# Task to complete:
Where in the entries below does "example" appear? Copy every line that has it.

# Dataset records:
= Beginning of Section =

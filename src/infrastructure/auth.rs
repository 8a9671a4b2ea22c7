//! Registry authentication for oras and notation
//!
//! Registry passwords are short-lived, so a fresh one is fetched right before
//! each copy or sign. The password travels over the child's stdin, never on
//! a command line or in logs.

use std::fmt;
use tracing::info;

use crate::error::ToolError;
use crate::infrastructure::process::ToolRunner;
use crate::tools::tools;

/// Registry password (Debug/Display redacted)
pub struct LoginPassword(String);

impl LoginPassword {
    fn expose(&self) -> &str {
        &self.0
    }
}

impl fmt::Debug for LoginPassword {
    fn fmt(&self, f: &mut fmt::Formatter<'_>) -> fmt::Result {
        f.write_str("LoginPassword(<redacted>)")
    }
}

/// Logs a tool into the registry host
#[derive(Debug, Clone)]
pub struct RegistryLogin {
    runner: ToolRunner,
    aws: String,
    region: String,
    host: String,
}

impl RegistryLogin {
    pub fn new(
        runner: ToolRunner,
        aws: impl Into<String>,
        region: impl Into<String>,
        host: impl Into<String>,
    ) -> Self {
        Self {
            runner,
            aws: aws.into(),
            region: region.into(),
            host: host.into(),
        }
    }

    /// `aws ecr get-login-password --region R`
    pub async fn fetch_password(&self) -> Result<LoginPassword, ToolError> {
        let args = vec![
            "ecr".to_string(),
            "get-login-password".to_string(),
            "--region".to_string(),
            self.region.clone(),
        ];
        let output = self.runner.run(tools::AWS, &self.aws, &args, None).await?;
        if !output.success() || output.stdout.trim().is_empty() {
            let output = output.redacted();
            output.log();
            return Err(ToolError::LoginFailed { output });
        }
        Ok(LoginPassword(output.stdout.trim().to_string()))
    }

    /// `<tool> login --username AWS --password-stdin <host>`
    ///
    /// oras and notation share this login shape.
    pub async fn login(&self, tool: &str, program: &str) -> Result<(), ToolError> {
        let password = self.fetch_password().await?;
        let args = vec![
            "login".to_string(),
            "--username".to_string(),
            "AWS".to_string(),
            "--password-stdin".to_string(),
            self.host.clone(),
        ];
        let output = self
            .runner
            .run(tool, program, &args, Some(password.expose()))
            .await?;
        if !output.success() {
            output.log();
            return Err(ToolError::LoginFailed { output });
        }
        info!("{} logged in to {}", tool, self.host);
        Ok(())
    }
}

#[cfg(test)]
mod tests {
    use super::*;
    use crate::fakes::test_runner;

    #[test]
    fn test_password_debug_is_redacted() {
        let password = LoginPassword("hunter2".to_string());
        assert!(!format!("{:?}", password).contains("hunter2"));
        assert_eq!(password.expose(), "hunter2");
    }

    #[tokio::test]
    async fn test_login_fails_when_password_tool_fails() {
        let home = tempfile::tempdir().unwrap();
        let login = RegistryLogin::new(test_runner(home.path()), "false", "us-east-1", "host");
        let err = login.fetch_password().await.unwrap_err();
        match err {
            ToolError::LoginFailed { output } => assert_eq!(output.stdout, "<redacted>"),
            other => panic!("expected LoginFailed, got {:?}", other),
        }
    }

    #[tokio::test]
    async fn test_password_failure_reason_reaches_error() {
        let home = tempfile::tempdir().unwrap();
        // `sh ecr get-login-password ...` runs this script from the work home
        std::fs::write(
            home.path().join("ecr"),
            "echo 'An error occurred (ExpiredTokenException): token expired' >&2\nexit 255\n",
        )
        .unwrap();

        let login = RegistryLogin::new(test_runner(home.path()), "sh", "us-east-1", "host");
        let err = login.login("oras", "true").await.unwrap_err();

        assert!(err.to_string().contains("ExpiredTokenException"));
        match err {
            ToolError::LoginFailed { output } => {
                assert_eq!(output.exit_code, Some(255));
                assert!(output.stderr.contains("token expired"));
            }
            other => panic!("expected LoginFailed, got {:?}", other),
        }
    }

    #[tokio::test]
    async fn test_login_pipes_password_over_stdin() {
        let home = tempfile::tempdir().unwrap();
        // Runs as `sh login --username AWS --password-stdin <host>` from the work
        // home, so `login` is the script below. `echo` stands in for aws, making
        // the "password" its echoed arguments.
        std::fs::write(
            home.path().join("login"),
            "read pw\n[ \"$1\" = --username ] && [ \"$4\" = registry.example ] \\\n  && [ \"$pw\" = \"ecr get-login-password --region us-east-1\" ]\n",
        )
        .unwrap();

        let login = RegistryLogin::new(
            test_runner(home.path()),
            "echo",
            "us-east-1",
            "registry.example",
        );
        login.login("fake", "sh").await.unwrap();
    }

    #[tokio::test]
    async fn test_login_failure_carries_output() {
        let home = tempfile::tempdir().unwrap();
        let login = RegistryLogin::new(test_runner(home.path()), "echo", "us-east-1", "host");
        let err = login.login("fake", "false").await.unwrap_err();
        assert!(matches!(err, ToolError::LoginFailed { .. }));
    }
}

= End of Section =

# Solution to this task:
            "read pw\n[ \"$1\" = --username ] && [ \"$4\" = registry.example ] \\\n  && [ \"$pw\" = \"ecr get-login-password --region us-east-1\" ]\n",
            "registry.example",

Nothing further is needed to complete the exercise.